はし〈箸〉ということばは、今帰仁方言では、七月のお盆のとき、仏を迎えるために、よもぎに似た草の茎でつくった箸、ソーローバシ〈精霊箸〉という複合語に残っているにすぎない。一般にめーシといっている。今では、蠅のたかっている食いちらかされた魚の骨の上にある不潔な箸もめーシであり、めーシに、尊敬の接頭辞おみ〈思い〉のことばがついているなどとは、ほとんど気がついていないであろう。
沖縄にも、もともとは、日本本土と同じように、ハシがあったのである。『琉球館譯語』に、筋(箸)扒(ハ)只(シ)とある。
お箸は、食物を神仏や長上にさしあげるに、もっとも重要なものである。また、食物をおしいただいて食べる習慣は、南島人の間にもあった。南島は台風が襲来し食物にはかなり不自由していた。凶作になると、餓死する者も多かった。貧しい島の生活と、ハシはきわめて密接に結びついている。今でも、老人たちは、お茶いっぱい飲むにもかならずトーとゥガナーシ〈尊がなし〉といって、おしいただいて飲む。その動作は、きわめて自然で、感情がこもり、困苦にたえて来た長い歴史に根ざしているように感じられる。この本能的とも感じられる老人たちの動作をみつめていると、貧しい島の生活が胸にせまる。この生活感情は、ハシにも結びついているにちがいない。穀物は神からさずかるものと深く信じこんでいた。神への感謝の気持ちは、体中から指先にまでほとばしっていたようにさえ感じられる。学校での教育にはよらない、生活を通してつたわった動作だけに、ふかぶかとした感情を蔵している。

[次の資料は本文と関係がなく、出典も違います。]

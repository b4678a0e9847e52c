use super::BootstrapError;
use crate::config::DisplayConfig;
use regex::Regex;
use serde::{Deserialize, Deserializer, Serialize, Serializer};
use std::fmt;
use std::path::Path;
use std::process::Stdio;
use std::str::FromStr;
use std::sync::OnceLock;
use std::time::{Duration, SystemTime};
use tokio::process::{Child, Command};
use tokio::time::Instant;

/// Screen size and color depth, written `WIDTHxHEIGHTxDEPTH`
#[derive(Debug, Clone, Copy, PartialEq, Eq)]
pub struct ScreenGeometry {
    pub width: u32,
    pub height: u32,
    pub depth: u32,
}

impl Default for ScreenGeometry {
    fn default() -> Self {
        Self {
            width: 1280,
            height: 800,
            depth: 24,
        }
    }
}

impl fmt::Display for ScreenGeometry {
    fn fmt(&self, f: &mut fmt::Formatter<'_>) -> fmt::Result {
        write!(f, "{}x{}x{}", self.width, self.height, self.depth)
    }
}

impl FromStr for ScreenGeometry {
    type Err = BootstrapError;

    fn from_str(s: &str) -> Result<Self, Self::Err> {
        static GEOMETRY: OnceLock<Option<Regex>> = OnceLock::new();

        let invalid = || BootstrapError::InvalidGeometry(s.to_string());
        let re = GEOMETRY
            .get_or_init(|| Regex::new(r"^\s*(\d+)x(\d+)x(\d+)\s*$").ok())
            .as_ref()
            .ok_or_else(invalid)?;
        let caps = re.captures(s).ok_or_else(invalid)?;

        let field = |i: usize| -> Result<u32, BootstrapError> {
            caps.get(i)
                .and_then(|m| m.as_str().parse::<u32>().ok())
                .filter(|v| *v > 0)
                .ok_or_else(invalid)
        };

        Ok(Self {
            width: field(1)?,
            height: field(2)?,
            depth: field(3)?,
        })
    }
}

impl Serialize for ScreenGeometry {
    fn serialize<S: Serializer>(&self, serializer: S) -> Result<S::Ok, S::Error> {
        serializer.collect_str(self)
    }
}

impl<'de> Deserialize<'de> for ScreenGeometry {
    fn deserialize<D: Deserializer<'de>>(deserializer: D) -> Result<Self, D::Error> {
        let s = String::deserialize(deserializer)?;
        s.parse().map_err(serde::de::Error::custom)
    }
}

/// Arguments passed to the display server
pub fn server_args(config: &DisplayConfig) -> Vec<String> {
    vec![
        config.display_name(),
        "-screen".to_string(),
        "0".to_string(),
        config.geometry.to_string(),
        // no access control
        "-ac".to_string(),
    ]
}

/// Identity of the socket file, to tell a fresh one from a leftover
#[derive(Debug, Clone, PartialEq, Eq)]
struct SocketStamp {
    modified: Option<SystemTime>,
    #[cfg(unix)]
    inode: u64,
}

impl SocketStamp {
    fn read(path: &Path) -> Option<Self> {
        let meta = std::fs::metadata(path).ok()?;
        Some(Self {
            modified: meta.modified().ok(),
            #[cfg(unix)]
            inode: std::os::unix::fs::MetadataExt::ino(&meta),
        })
    }
}

/// A spawned display server and the socket state it started from
pub struct DisplayServer {
    child: Child,
    stale_socket: Option<SocketStamp>,
}

impl DisplayServer {
    /// Spawn `program`, remembering any socket that already exists so a
    /// leftover from an earlier server is not taken for readiness
    fn spawn(program: &str, args: &[String], config: &DisplayConfig) -> Result<Self, BootstrapError> {
        let socket = config.socket_path();
        let stale_socket = SocketStamp::read(&socket);
        if stale_socket.is_some() {
            tracing::warn!("Display socket {:?} already exists, waiting for a fresh one", socket);
        }

        let child = Command::new(program)
            .args(args)
            .stdin(Stdio::null())
            .spawn()
            .map_err(|source| BootstrapError::Spawn {
                program: program.to_string(),
                source,
            })?;

        Ok(Self { child, stale_socket })
    }

    /// The socket exists and is not the one seen before spawning
    fn socket_is_fresh(&self, socket: &Path) -> bool {
        match SocketStamp::read(socket) {
            Some(stamp) => self.stale_socket.as_ref() != Some(&stamp),
            None => false,
        }
    }
}

/// Spawn the display server in the background
pub fn start_server(config: &DisplayConfig) -> Result<DisplayServer, BootstrapError> {
    let args = server_args(config);
    tracing::info!("Starting display server: {} {}", config.server, args.join(" "));
    DisplayServer::spawn(&config.server, &args, config)
}

/// Poll until the server has created its socket. Fails when the server exits
/// first or the readiness timeout passes. A socket left over from an earlier
/// server does not count.
pub async fn wait_until_ready(config: &DisplayConfig, server: &mut DisplayServer) -> Result<(), BootstrapError> {
    let socket = config.socket_path();
    let timeout = Duration::from_millis(config.readiness_timeout_ms);
    let interval = Duration::from_millis(config.poll_interval_ms.max(1));
    let deadline = Instant::now() + timeout;

    loop {
        match server.child.try_wait() {
            Ok(Some(status)) => {
                tracing::error!("Display server exited before becoming ready: {}", status);
                return Err(BootstrapError::DisplayExited(status));
            }
            Ok(None) => {}
            Err(e) => return Err(BootstrapError::Wait(e)),
        }

        if server.socket_is_fresh(&socket) {
            tracing::info!("Display {} ready ({:?})", config.display_name(), socket);
            return Ok(());
        }

        if Instant::now() >= deadline {
            tracing::error!("Display {} not ready after {:?}", config.display_name(), timeout);
            return Err(BootstrapError::ReadinessTimeout {
                socket,
                timeout,
            });
        }

        tokio::time::sleep(interval).await;
    }
}
//! Per-class statistics collection.

use std::cmp::Ordering;
use std::collections::HashMap;

/// Instance count and summed shallow size for one class.
#[derive(Debug, Clone, Copy, Default, PartialEq, Eq)]
pub struct ClassStats {
    /// Objects seen
    pub count: u64,
    /// Sum of shallow sizes in bytes
    pub total_size: u64,
}

impl ClassStats {
    /// Record one object of `size` bytes.
    pub fn record(&mut self, size: u64) {
        self.count += 1;
        self.total_size = self.total_size.saturating_add(size);
    }

    /// Report ordering: larger total size first, then larger count.
    pub fn report_order(&self, other: &Self) -> Ordering {
        other
            .total_size
            .cmp(&self.total_size)
            .then_with(|| other.count.cmp(&self.count))
    }
}

/// Class name to stats mapping for one generation.
///
/// Entries are created on first sight and only ever grow.
#[derive(Debug, Clone, Default)]
pub struct ClassStatsTable {
    entries: HashMap<String, ClassStats>,
}

impl ClassStatsTable {
    pub fn new() -> Self {
        Self::default()
    }

    /// Count one object of class `key` with `size` bytes.
    pub fn accumulate(&mut self, key: &str, size: u64) {
        match self.entries.get_mut(key) {
            Some(stats) => stats.record(size),
            None => {
                let mut stats = ClassStats::default();
                stats.record(size);
                self.entries.insert(key.to_string(), stats);
            }
        }
    }

    pub fn get(&self, key: &str) -> Option<&ClassStats> {
        self.entries.get(key)
    }

    /// Number of distinct classes.
    pub fn len(&self) -> usize {
        self.entries.len()
    }

    pub fn is_empty(&self) -> bool {
        self.entries.is_empty()
    }

    /// Sum over all classes.
    pub fn totals(&self) -> ClassStats {
        self.entries
            .values()
            .fold(ClassStats::default(), |acc, stats| ClassStats {
                count: acc.count + stats.count,
                total_size: acc.total_size.saturating_add(stats.total_size),
            })
    }

    /// Entries in report order.
    ///
    /// Descending total size, then descending count; remaining ties are
    /// broken by ascending class name so output is reproducible.
    pub fn sorted(&self) -> Vec<(&str, ClassStats)> {
        let mut rows: Vec<(&str, ClassStats)> = self
            .entries
            .iter()
            .map(|(name, stats)| (name.as_str(), *stats))
            .collect();

        rows.sort_by(|(a_name, a), (b_name, b)| {
            a.report_order(b).then_with(|| a_name.cmp(b_name))
        });
        rows
    }

    /// Longest class name in the table, in characters.
    pub fn widest_name(&self) -> usize {
        self.entries
            .keys()
            .map(|name| name.chars().count())
            .max()
            .unwrap_or(0)
    }
}

#[cfg(test)]
mod tests {
    use super::*;

    #[test]
    fn test_accumulate() {
        let mut table = ClassStatsTable::new();

        table.accumulate("A", 10);
        assert_eq!(
            table.get("A"),
            Some(&ClassStats {
                count: 1,
                total_size: 10
            })
        );

        table.accumulate("A", 20);
        table.accumulate("A", 30);
        table.accumulate("B", 5);

        assert_eq!(table.get("A").unwrap().count, 3);
        assert_eq!(table.get("A").unwrap().total_size, 60);
        assert_eq!(table.len(), 2);
        assert!(table.get("C").is_none());
    }

    #[test]
    fn test_totals() {
        let mut table = ClassStatsTable::new();
        assert_eq!(table.totals(), ClassStats::default());

        table.accumulate("A", 10);
        table.accumulate("B", 5);
        table.accumulate("B", 5);

        assert_eq!(
            table.totals(),
            ClassStats {
                count: 3,
                total_size: 20
            }
        );
    }

    #[test]
    fn test_sort_by_size_then_count() {
        let mut table = ClassStatsTable::new();
        table.accumulate("Small", 8);
        table.accumulate("Big", 100);
        // Same total size as "Single", more instances
        table.accumulate("Many", 20);
        table.accumulate("Many", 20);
        table.accumulate("Single", 40);

        let order: Vec<&str> = table.sorted().into_iter().map(|(name, _)| name).collect();
        assert_eq!(order, vec!["Big", "Many", "Single", "Small"]);
    }

    #[test]
    fn test_full_tie_uses_class_name() {
        let mut table = ClassStatsTable::new();
        for name in ["zeta.Z", "alpha.A", "mid.M"] {
            table.accumulate(name, 16);
        }

        let first: Vec<&str> = table.sorted().into_iter().map(|(name, _)| name).collect();
        assert_eq!(first, vec!["alpha.A", "mid.M", "zeta.Z"]);

        // Insertion order must not matter
        let mut reversed = ClassStatsTable::new();
        for name in ["mid.M", "zeta.Z", "alpha.A"] {
            reversed.accumulate(name, 16);
        }
        let second: Vec<&str> = reversed.sorted().into_iter().map(|(name, _)| name).collect();
        assert_eq!(first, second);
    }

    #[test]
    fn test_widest_name() {
        let mut table = ClassStatsTable::new();
        assert_eq!(table.widest_name(), 0);

        table.accumulate("java.lang.String", 24);
        table.accumulate("[B", 16);
        assert_eq!(table.widest_name(), 16);
    }
}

めーシはウミハシ〈お思い箸〉である。それは、百姓のことばではなかったにちがいない。そんな尊敬の接頭辞をつける造語は、地方には発声しえない。それは中央のことばであったにちがいない。首里親国から次第に地方につたわって行ったことばであろう。中央の権力が強くなり、宗教的な支配も強まり、階級制度が確立されら時代に出来たことばにちがいない。ひょっとすると、神女たちが、神様にものを捧げるときに使いはじめたことばかもしれない。ウミナイビ〈王女様〉につくような、接頭辞が、ハシにつているのである。神をまつったときにはじめてつかわれたのではなかろうか。
台所に蠅のぶんぶんたかっている不潔なめーシを見ていると、まるでおちぶれた神を見ているような気がする。きこえ大君が天下の政治までも支配して、島々部落部落にいた神人たちが、威勢をはっていた歴史もこのめーシの一語の中に象徴されているような気がする。